The MFD vs RIA difference is primarily about how each earns money. An MFD distributes Regular Plan mutual funds and earns trail commission from the AMC, with no fee from the investor. An RIA is registered with SEBI (supervised by BSE IAASB since July 2024), charges the investor a fee for advice and recommends Direct Plans. MFDs are regulated through AMFI, while RIAs operate under the SEBI (Investment Advisers) Regulations 2013, as amended in December 2024.

A person can hold both an ARN (as MFD) and a SEBI-RIA registration, but cannot act as both for the same client simultaneously. SEBI prohibits an advisor from earning commission and charging advisory fees from the same client, as this creates a direct conflict of interest. In practice, operating both models simultaneously requires significant compliance infrastructure and is uncommon. Most practitioners choose one model, typically MFD, for the larger, more accessible market.

A distributor, specifically an MFD, earns commission from the AMC and distributes Regular Plan mutual funds. An RIA charges the investor a fee directly and recommends Direct Plans. The distributor's income comes from the product provider, while the RIA's income comes from the client. This creates different incentive structures: the RIA has no commission-based conflict of interest, while the distributor's commission is built into the scheme's Base Expense Ratio (BER) under the 2026 SEBI framework.

For most new investors in India, an MFD is the more practical starting point. No direct fee is required, and a good MFD provides guided support for fund selection, KYC, SIP setup and ongoing portfolio reviews. The RIA model is better suited to experienced investors with complex portfolios who value independent, fee-based advice and are comfortable paying for it annually. Given the limited number of RIAs in India (fewer than 1,000), MFDs also offer better geographic accessibility for investors across Tier 2 and Tier 3 cities.

RIA in mutual funds stands for Registered Investment Advisor, an individual or entity registered with SEBI under the SEBI (Investment Advisers) Regulations 2013. An RIA provides paid investment advice, recommends Direct Plans, which have no distributor commission and charges the investor a fee rather than earning from the AMC. Under the December 2024 amendments, RIAs must hold NISM Series X-A and X-B certifications, meet the deposit-based regulatory requirement and register through the BSE IAASB platform.
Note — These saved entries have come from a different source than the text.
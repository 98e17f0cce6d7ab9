//! Sequential group id assignment

use std::collections::HashMap;

use tracing::debug;

use crate::types::{GroupId, GroupKey};

/// Injective, first-sight `GroupKey -> GroupId` assignment.
///
/// Ids start at 0 and grow by one for every new key. An id, once handed
/// out, is returned for that key for the rest of the run.
#[derive(Debug, Default)]
pub struct GroupRegistry {
    ids: HashMap<GroupKey, GroupId>,
    next: u32,
}

impl GroupRegistry {
    pub fn new() -> Self {
        Self::default()
    }

    /// Id for `key`, allocating the next one on first sight.
    pub fn resolve(&mut self, key: GroupKey) -> GroupId {
        if let Some(id) = self.ids.get(&key) {
            return *id;
        }
        let id = GroupId(self.next);
        self.next += 1;
        self.ids.insert(key, id);
        debug!(group = %id, ssrc = key.ssrc, flow = %key.five_tuple, "New group");
        id
    }

    pub fn get(&self, key: &GroupKey) -> Option<GroupId> {
        self.ids.get(key).copied()
    }

    pub fn len(&self) -> usize {
        self.ids.len()
    }

    pub fn is_empty(&self) -> bool {
        self.ids.is_empty()
    }
}

#[cfg(test)]
mod tests {
    use super::*;
    use crate::types::FiveTuple;
    use std::net::Ipv4Addr;

    fn key(ssrc: u32) -> GroupKey {
        GroupKey {
            five_tuple: FiveTuple::udp(Ipv4Addr::LOCALHOST, 1000, Ipv4Addr::LOCALHOST, 2000),
            ssrc,
        }
    }

    #[test]
    fn ids_are_sequential_and_stable() {
        let mut groups = GroupRegistry::new();
        assert_eq!(groups.resolve(key(50)), GroupId(0));
        assert_eq!(groups.resolve(key(7)), GroupId(1));
        assert_eq!(groups.resolve(key(50)), GroupId(0));
        assert_eq!(groups.resolve(key(9)), GroupId(2));
        assert_eq!(groups.get(&key(7)), Some(GroupId(1)));
        assert_eq!(groups.get(&key(8)), None);
        assert_eq!(groups.len(), 3);
    }
}
//! Diagnostics channel returned alongside stage results.
//!
//! Per-record failures never cross a stage boundary as `Err`. They are logged
//! and collected here so the caller can inspect or print them after the run.

use tracing::warn;

use crate::AnalysisError;

/// Ordered collection of non-fatal errors reported during a stage.
#[derive(Debug, Default)]
pub struct Diagnostics {
    entries: Vec<AnalysisError>,
}

impl Diagnostics {
    pub fn new() -> Self {
        Self::default()
    }

    /// Log and keep a diagnostic.
    pub fn report(&mut self, error: AnalysisError) {
        match error.position() {
            Some(position) => warn!(position, "{}", error),
            None => warn!("{}", error),
        }
        self.entries.push(error);
    }

    pub fn is_empty(&self) -> bool {
        self.entries.is_empty()
    }

    pub fn len(&self) -> usize {
        self.entries.len()
    }

    pub fn iter(&self) -> impl Iterator<Item = &AnalysisError> {
        self.entries.iter()
    }

    /// Number of malformed records reported.
    pub fn malformed_count(&self) -> usize {
        self.entries.iter().filter(|e| matches!(e, AnalysisError::MalformedRecord { .. })).count()
    }

    /// Number of packets dropped because their session could not be set up.
    pub fn session_failures(&self) -> usize {
        self.entries.iter().filter(|e| matches!(e, AnalysisError::SessionSetup { .. })).count()
    }

    /// Whether an empty input was reported.
    pub fn saw_empty_input(&self) -> bool {
        self.entries.iter().any(|e| matches!(e, AnalysisError::EmptyInput { .. }))
    }

    /// Append another stage's diagnostics, keeping order.
    pub fn extend(&mut self, other: Diagnostics) {
        self.entries.extend(other.entries);
    }

    pub fn into_vec(self) -> Vec<AnalysisError> {
        self.entries
    }
}
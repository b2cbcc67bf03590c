//! Incremental column statistics.
//!
//! A page is reduced to a [`PageSummary`] (numeric stats or distinct values per
//! column) and folded into the dataset's [`RunningAggregate`]. Raw rows are never
//! retained, so the aggregate stays bounded no matter how many pages are read.
//!
//! ## Merge rules
//!
//! - Numeric: sums add, min/max combine, and the mean is re-weighted by the number
//!   of values each side contributed. A page with no values for a column is a no-op.
//! - Categorical: the page's distinct values are unioned into a bounded sample and
//!   the distinct count becomes the larger of the prior count and the union size.
//! - Columns absent from a page keep their previous entry.
//!
//! ## Example
//!
//! ```rust
//! use std::sync::Arc;
//! use arrow::array::Int64Array;
//! use arrow::datatypes::{DataType, Field, Schema};
//! use arrow::record_batch::RecordBatch;
//! use tabula_session::stats::IncrementalStatsEngine;
//!
//! let schema = Arc::new(Schema::new(vec![Field::new("amount", DataType::Int64, true)]));
//! let page = |values: Vec<i64>| {
//!     RecordBatch::try_new(schema.clone(), vec![Arc::new(Int64Array::from(values))]).unwrap()
//! };
//!
//! let engine = IncrementalStatsEngine::new();
//! engine.initialize("0123456789abcdef", &page(vec![1, 2, 3]));
//! let aggregate = engine.update("0123456789abcdef", &page(vec![10]));
//!
//! assert_eq!(aggregate.rows_seen, 4);
//! assert_eq!(aggregate.numeric("amount").unwrap().sum, 16.0);
//! ```

mod engine;
mod summary;
mod types;

pub use engine::IncrementalStatsEngine;
pub use summary::{ColumnSummary, PageSummary};
pub use types::{CategoricalStats, NumericStats, RunningAggregate, StatsConfig};
//! Request gating helpers: API key checks, client identity and id validation.

use std::net::IpAddr;

use once_cell::sync::Lazy;
use regex::Regex;
use sha2::{Digest, Sha256};
use subtle::ConstantTimeEq;
use zeroize::{Zeroize, ZeroizeOnDrop};

use crate::error::{Result, SessionError};

/// A secure string that automatically clears its contents when dropped.
#[derive(Clone, ZeroizeOnDrop)]
pub struct SecureString(String);

impl std::fmt::Debug for SecureString {
    fn fmt(&self, f: &mut std::fmt::Formatter<'_>) -> std::fmt::Result {
        write!(f, "SecureString(***)")
    }
}

impl SecureString {
    /// Create a new secure string.
    pub fn new(value: impl Into<String>) -> Self {
        Self(value.into())
    }

    /// Get the string value. Use carefully and avoid storing the result.
    pub fn expose(&self) -> &str {
        &self.0
    }

    /// Convert to a regular string. The SecureString will be zeroized.
    pub fn into_string(mut self) -> String {
        let value = std::mem::take(&mut self.0);
        self.0.zeroize();
        value
    }
}

impl From<String> for SecureString {
    fn from(value: String) -> Self {
        Self(value)
    }
}

impl From<&str> for SecureString {
    fn from(value: &str) -> Self {
        Self(value.to_string())
    }
}

/// Optional shared-secret check applied to every request.
///
/// With no key configured the gate is open. Keys are compared through their SHA-256
/// digests so the comparison time does not depend on where the inputs first differ.
#[derive(Debug, Clone, Default)]
pub struct ApiKeyGate {
    expected_digest: Option<[u8; 32]>,
}

impl ApiKeyGate {
    /// Builds a gate from the configured key. An empty key disables the check.
    pub fn new(expected: Option<&SecureString>) -> Self {
        let expected_digest = expected
            .map(SecureString::expose)
            .filter(|key| !key.is_empty())
            .map(|key| Sha256::digest(key.as_bytes()).into());
        Self { expected_digest }
    }

    /// Gate that admits every request.
    pub fn open() -> Self {
        Self::default()
    }

    pub fn is_enabled(&self) -> bool {
        self.expected_digest.is_some()
    }

    /// Verifies the key presented by a client.
    pub fn verify(&self, presented: Option<&str>) -> Result<()> {
        let Some(expected) = self.expected_digest else {
            return Ok(());
        };
        let Some(presented) = presented else {
            return Err(SessionError::Unauthorized {
                message: "missing API key".to_string(),
            });
        };

        let digest: [u8; 32] = Sha256::digest(presented.as_bytes()).into();
        if bool::from(expected[..].ct_eq(&digest[..])) {
            Ok(())
        } else {
            Err(SessionError::Unauthorized {
                message: "invalid API key".to_string(),
            })
        }
    }
}

/// Derives the rate-limit bucket key for a request.
///
/// The first hop of `X-Forwarded-For` is used when it parses as an IP address,
/// otherwise the transport peer address. The result is only ever used for bucket
/// keying, never for authorization.
pub fn client_identity(forwarded_for: Option<&str>, peer: Option<IpAddr>) -> String {
    let first_hop = forwarded_for
        .and_then(|chain| chain.split(',').next())
        .map(str::trim)
        .and_then(|hop| hop.parse::<IpAddr>().ok());

    match first_hop.or(peer) {
        Some(addr) => addr.to_string(),
        None => "unknown".to_string(),
    }
}

static DATASET_ID_REGEX: Lazy<Regex> = Lazy::new(|| {
    // This regex is compile-time constant and known to be valid
    #[allow(clippy::expect_used)]
    Regex::new(r"^[0-9a-f]{16}$").expect("Hard-coded regex pattern should be valid")
});

/// Rejects dataset ids that could never have been issued by the registry.
pub fn validate_dataset_id(dataset_id: &str) -> Result<()> {
    if DATASET_ID_REGEX.is_match(dataset_id) {
        Ok(())
    } else {
        Err(SessionError::invalid_input(format!(
            "malformed dataset id '{}'",
            crate::logging::truncate_field(dataset_id, 32)
        )))
    }
}

#[cfg(test)]
mod tests {
    use super::*;

    #[test]
    fn test_secure_string_debug_hides_value() {
        let secret = SecureString::new("hunter2");
        assert_eq!(format!("{secret:?}"), "SecureString(***)");
        assert_eq!(secret.expose(), "hunter2");
        assert_eq!(secret.into_string(), "hunter2");
    }

    #[test]
    fn test_api_key_gate_disabled_without_key() {
        let gate = ApiKeyGate::new(None);
        assert!(!gate.is_enabled());
        assert!(gate.verify(None).is_ok());

        let empty = SecureString::new("");
        assert!(!ApiKeyGate::new(Some(&empty)).is_enabled());
    }

    #[test]
    fn test_api_key_gate_checks_key() {
        let key = SecureString::new("s3cret");
        let gate = ApiKeyGate::new(Some(&key));

        assert!(gate.verify(Some("s3cret")).is_ok());
        assert!(matches!(
            gate.verify(Some("wrong")),
            Err(SessionError::Unauthorized { .. })
        ));
        assert!(matches!(
            gate.verify(None),
            Err(SessionError::Unauthorized { .. })
        ));
    }

    #[test]
    fn test_api_key_gate_rejects_near_misses() {
        let key = SecureString::new("s3cret-key");
        let gate = ApiKeyGate::new(Some(&key));

        for presented in ["s3cret-kez", "s3cret-ke", "s3cret-key ", "", "S3CRET-KEY"] {
            assert!(
                gate.verify(Some(presented)).is_err(),
                "accepted {presented:?}"
            );
        }
        assert!(gate.verify(Some("s3cret-key")).is_ok());
    }

    #[test]
    fn test_client_identity_prefers_first_forwarded_hop() {
        let peer: IpAddr = "127.0.0.1".parse().unwrap();
        assert_eq!(
            client_identity(Some("192.168.1.1, 10.0.0.1"), Some(peer)),
            "192.168.1.1"
        );
        assert_eq!(client_identity(Some("192.168.1.1"), None), "192.168.1.1");
    }

    #[test]
    fn test_client_identity_falls_back_to_peer() {
        let peer: IpAddr = "10.1.2.3".parse().unwrap();
        assert_eq!(client_identity(Some("not-an-ip, 1.1.1.1"), Some(peer)), "10.1.2.3");
        assert_eq!(client_identity(None, Some(peer)), "10.1.2.3");
        assert_eq!(client_identity(Some(""), None), "unknown");
    }

    #[test]
    fn test_validate_dataset_id() {
        assert!(validate_dataset_id("0123456789abcdef").is_ok());
        assert!(validate_dataset_id("0123456789ABCDEF").is_err());
        assert!(validate_dataset_id("../../etc/passwd").is_err());
        assert!(validate_dataset_id("").is_err());
    }
}
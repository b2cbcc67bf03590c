//! Per-identity sliding-window rate limiting.

use std::collections::{HashMap, VecDeque};
use std::sync::{Arc, Mutex, MutexGuard, PoisonError};
use std::time::{Duration, Instant};

use tracing::debug;

use crate::clock::{system_clock, Clock};

/// Outcome of a rate limit check.
#[derive(Debug, Clone, Copy, PartialEq, Eq)]
pub enum RateDecision {
    /// Request admitted; `remaining` more fit in the current window.
    Allowed { remaining: usize },
    /// Request rejected until the oldest retained request leaves the window.
    Limited { retry_after_secs: u64 },
}

impl RateDecision {
    pub fn is_allowed(&self) -> bool {
        matches!(self, RateDecision::Allowed { .. })
    }
}

/// Sliding-window limiter keyed by client identity.
///
/// Each identity owns an ordered bucket of admission timestamps. A check prunes
/// timestamps that left the trailing window and admits the request only while the
/// bucket holds fewer than `max_requests` entries. Rejected requests are not recorded.
#[derive(Debug)]
pub struct RateLimiter {
    buckets: Mutex<HashMap<String, VecDeque<Instant>>>,
    window: Duration,
    max_requests: usize,
    clock: Arc<dyn Clock>,
}

impl RateLimiter {
    pub fn new(window: Duration, max_requests: usize) -> Self {
        Self::with_clock(window, max_requests, system_clock())
    }

    pub fn with_clock(window: Duration, max_requests: usize, clock: Arc<dyn Clock>) -> Self {
        Self {
            buckets: Mutex::new(HashMap::new()),
            window,
            max_requests,
            clock,
        }
    }

    fn lock(&self) -> MutexGuard<'_, HashMap<String, VecDeque<Instant>>> {
        self.buckets.lock().unwrap_or_else(PoisonError::into_inner)
    }

    fn prune(bucket: &mut VecDeque<Instant>, now: Instant, window: Duration) {
        while let Some(&oldest) = bucket.front() {
            if now.saturating_duration_since(oldest) >= window {
                bucket.pop_front();
            } else {
                break;
            }
        }
    }

    /// Checks and, if admitted, records a request for `identity`.
    pub fn check(&self, identity: &str) -> RateDecision {
        let now = self.clock.now();
        let mut buckets = self.lock();
        let bucket = buckets.entry(identity.to_string()).or_default();
        Self::prune(bucket, now, self.window);

        if bucket.len() < self.max_requests {
            bucket.push_back(now);
            return RateDecision::Allowed {
                remaining: self.max_requests - bucket.len(),
            };
        }

        let retry_after_secs = bucket
            .front()
            .map(|&oldest| {
                let leaves_at = oldest + self.window;
                let wait = leaves_at.saturating_duration_since(now);
                let secs = wait.as_secs() + u64::from(wait.subsec_nanos() > 0);
                secs.max(1)
            })
            .unwrap_or(1);

        debug!(identity, retry_after_secs, "Rate limit exceeded");
        RateDecision::Limited { retry_after_secs }
    }

    /// Returns true if the request is admitted.
    pub fn allow(&self, identity: &str) -> bool {
        self.check(identity).is_allowed()
    }

    /// Prunes every bucket and drops identities with no requests left in the window.
    pub fn sweep_idle(&self) -> usize {
        let now = self.clock.now();
        let mut buckets = self.lock();
        let before = buckets.len();
        buckets.retain(|_, bucket| {
            Self::prune(bucket, now, self.window);
            !bucket.is_empty()
        });
        before - buckets.len()
    }

    /// Number of identities currently holding a bucket.
    pub fn tracked_identities(&self) -> usize {
        self.lock().len()
    }

    pub fn window(&self) -> Duration {
        self.window
    }

    pub fn max_requests(&self) -> usize {
        self.max_requests
    }
}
Not officially, and the IFA label is now restricted. Under SEBI (Investment Advisers) Regulations 2013, Regulation 3(3), notified on July 3, 2020, anyone dealing in the distribution of securities is prohibited from using terms such as Independent Financial Adviser, IFA, Wealth Adviser, or similar nomenclature. AMFI directed MFDs with such terms in their registered name to change them. In practice, most people who called themselves IFAs were operating as MFDs. Today, if an advisor holds an ARN, they are an MFD, regardless of what label they previously used.